**EXERCISE AIM**
The word "that" marks the lines to keep; find each one in the data and copy it.

Stored dataset items:
========================================================================

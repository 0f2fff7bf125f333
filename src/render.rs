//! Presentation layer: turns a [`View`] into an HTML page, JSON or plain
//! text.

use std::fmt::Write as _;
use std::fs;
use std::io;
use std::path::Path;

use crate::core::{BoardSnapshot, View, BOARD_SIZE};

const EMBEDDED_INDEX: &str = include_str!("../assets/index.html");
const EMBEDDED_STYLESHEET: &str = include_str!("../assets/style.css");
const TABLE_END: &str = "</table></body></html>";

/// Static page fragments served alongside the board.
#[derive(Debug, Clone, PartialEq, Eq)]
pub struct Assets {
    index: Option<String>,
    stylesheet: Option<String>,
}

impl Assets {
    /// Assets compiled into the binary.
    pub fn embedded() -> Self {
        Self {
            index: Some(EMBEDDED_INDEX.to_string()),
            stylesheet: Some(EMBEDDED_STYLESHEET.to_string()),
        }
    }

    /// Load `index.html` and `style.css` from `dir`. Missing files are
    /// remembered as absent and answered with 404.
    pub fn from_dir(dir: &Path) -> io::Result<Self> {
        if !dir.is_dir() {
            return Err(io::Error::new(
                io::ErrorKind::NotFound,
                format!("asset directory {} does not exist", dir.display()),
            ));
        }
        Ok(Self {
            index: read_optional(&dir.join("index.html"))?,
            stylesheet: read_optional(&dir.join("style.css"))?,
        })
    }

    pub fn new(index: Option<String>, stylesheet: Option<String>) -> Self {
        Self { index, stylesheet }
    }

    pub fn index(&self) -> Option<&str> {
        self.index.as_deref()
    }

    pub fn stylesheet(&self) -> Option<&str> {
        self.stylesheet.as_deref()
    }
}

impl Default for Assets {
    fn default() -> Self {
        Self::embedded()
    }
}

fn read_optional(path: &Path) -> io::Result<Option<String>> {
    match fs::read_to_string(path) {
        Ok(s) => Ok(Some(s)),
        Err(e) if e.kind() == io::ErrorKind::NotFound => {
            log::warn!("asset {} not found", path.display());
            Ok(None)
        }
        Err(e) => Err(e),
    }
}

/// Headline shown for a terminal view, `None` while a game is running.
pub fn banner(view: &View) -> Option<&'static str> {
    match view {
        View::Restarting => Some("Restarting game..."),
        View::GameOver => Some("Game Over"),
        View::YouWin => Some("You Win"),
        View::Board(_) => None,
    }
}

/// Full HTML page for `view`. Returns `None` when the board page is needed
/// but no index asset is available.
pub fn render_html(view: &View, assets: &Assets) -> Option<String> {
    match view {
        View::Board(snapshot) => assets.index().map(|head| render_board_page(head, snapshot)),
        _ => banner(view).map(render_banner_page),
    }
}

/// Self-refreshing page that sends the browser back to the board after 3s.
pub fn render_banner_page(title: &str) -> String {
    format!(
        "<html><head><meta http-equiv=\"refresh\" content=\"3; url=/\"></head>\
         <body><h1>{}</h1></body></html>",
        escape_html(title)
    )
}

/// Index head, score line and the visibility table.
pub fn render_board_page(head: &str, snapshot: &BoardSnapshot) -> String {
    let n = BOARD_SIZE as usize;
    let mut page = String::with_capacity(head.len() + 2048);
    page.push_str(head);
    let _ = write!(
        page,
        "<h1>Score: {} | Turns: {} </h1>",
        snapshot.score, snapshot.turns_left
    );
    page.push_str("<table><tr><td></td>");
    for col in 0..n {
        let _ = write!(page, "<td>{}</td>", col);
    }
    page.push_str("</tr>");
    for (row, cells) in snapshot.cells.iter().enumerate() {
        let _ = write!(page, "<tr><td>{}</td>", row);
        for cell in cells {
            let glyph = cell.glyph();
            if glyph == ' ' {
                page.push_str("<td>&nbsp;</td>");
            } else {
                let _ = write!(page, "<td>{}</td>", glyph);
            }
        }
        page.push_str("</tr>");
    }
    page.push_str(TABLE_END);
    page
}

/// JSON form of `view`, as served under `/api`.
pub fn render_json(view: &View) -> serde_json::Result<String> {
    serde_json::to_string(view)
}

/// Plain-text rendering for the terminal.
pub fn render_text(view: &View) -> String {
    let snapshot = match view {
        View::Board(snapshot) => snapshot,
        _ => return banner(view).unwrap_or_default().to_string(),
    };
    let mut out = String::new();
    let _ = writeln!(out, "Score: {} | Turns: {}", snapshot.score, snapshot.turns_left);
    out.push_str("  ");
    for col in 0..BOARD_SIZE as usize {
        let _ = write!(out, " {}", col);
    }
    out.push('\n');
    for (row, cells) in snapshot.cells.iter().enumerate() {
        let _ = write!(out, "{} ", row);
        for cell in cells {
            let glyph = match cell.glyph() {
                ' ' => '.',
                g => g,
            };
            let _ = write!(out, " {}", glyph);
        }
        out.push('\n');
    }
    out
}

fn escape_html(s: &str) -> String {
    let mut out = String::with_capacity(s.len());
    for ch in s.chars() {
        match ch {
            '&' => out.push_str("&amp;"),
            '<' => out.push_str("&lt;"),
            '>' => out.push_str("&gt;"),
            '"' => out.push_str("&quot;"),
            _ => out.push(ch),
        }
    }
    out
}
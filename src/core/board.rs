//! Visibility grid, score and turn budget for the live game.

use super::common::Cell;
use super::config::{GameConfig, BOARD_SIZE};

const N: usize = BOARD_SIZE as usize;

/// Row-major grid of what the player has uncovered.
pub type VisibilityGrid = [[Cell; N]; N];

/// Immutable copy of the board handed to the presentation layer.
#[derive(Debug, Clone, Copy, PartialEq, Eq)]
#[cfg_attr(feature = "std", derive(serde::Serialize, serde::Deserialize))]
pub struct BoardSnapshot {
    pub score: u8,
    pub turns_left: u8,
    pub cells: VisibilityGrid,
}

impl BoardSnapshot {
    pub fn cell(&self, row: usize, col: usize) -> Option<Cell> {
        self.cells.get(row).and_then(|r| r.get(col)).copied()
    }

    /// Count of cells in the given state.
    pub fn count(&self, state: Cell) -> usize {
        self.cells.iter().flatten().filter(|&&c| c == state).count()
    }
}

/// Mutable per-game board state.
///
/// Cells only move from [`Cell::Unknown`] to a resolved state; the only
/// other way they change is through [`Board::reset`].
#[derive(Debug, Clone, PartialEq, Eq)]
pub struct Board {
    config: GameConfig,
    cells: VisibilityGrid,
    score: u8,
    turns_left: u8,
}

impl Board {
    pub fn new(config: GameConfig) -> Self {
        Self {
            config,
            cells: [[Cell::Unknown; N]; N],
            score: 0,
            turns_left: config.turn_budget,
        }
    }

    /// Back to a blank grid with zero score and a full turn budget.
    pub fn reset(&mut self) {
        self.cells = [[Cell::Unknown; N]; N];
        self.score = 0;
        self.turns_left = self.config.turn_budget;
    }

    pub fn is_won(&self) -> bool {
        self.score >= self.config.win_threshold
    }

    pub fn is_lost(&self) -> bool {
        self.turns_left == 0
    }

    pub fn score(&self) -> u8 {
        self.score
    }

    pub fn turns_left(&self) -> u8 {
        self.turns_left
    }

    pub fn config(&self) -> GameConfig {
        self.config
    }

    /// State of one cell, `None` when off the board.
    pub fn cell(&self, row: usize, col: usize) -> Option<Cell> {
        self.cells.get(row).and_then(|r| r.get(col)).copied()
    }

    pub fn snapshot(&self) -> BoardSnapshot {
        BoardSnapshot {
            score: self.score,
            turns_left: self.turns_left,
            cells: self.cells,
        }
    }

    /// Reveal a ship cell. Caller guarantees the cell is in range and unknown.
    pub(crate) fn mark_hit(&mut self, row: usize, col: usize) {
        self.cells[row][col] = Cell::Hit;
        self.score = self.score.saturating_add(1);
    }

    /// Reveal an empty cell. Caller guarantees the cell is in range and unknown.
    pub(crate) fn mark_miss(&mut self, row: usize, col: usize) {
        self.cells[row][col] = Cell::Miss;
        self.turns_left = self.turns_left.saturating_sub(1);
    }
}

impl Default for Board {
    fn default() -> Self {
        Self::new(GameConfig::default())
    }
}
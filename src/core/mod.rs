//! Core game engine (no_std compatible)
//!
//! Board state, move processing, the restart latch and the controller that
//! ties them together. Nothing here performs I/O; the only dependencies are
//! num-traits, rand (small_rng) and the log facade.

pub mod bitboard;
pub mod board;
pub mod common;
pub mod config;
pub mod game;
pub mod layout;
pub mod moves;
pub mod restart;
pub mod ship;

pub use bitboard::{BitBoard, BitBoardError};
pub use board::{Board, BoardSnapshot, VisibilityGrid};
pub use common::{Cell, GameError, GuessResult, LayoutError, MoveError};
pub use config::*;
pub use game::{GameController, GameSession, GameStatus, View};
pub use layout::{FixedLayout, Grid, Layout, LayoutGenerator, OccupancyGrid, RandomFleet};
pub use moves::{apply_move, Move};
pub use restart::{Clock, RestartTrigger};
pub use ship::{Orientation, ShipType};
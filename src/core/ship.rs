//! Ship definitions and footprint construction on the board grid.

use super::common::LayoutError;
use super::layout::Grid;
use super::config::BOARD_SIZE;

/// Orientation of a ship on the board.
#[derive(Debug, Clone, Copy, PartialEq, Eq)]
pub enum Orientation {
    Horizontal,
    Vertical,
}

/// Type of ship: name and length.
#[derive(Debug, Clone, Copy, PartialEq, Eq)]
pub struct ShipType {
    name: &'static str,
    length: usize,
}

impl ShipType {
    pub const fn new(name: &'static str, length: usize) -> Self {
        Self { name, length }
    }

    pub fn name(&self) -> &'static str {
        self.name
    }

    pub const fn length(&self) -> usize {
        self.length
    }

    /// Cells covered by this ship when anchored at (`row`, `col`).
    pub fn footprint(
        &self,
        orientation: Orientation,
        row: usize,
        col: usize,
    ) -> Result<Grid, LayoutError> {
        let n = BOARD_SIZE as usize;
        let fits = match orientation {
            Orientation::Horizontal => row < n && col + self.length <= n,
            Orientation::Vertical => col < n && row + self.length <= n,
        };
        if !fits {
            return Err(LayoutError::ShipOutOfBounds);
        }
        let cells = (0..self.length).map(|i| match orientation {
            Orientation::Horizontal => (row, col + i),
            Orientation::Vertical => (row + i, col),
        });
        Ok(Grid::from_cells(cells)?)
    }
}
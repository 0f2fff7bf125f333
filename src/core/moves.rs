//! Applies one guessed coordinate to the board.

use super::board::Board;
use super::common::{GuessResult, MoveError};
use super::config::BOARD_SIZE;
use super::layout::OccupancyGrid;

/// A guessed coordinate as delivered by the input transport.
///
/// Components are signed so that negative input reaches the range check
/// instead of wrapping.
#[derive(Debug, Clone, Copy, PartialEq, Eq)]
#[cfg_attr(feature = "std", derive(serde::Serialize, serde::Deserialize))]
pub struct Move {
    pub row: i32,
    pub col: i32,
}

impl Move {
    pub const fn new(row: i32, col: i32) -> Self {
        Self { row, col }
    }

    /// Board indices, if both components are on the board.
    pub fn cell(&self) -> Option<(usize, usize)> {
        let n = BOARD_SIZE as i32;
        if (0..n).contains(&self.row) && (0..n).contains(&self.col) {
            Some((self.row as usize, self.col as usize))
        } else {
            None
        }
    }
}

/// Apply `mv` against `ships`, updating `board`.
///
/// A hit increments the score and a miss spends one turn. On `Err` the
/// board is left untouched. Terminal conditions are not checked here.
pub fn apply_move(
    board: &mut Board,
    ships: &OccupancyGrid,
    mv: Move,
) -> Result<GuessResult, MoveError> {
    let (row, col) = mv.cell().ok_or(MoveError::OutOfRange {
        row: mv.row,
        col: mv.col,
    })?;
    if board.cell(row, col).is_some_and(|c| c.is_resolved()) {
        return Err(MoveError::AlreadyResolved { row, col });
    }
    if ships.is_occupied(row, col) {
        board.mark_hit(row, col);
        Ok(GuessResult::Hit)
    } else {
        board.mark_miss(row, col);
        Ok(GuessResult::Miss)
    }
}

========================================================================

**EXERCISE ANSWER**
/// Self-refreshing page that sends the browser back to the board after 3s.
//! Board state, move processing, the restart latch and the controller that
/// Components are signed so that negative input reaches the range check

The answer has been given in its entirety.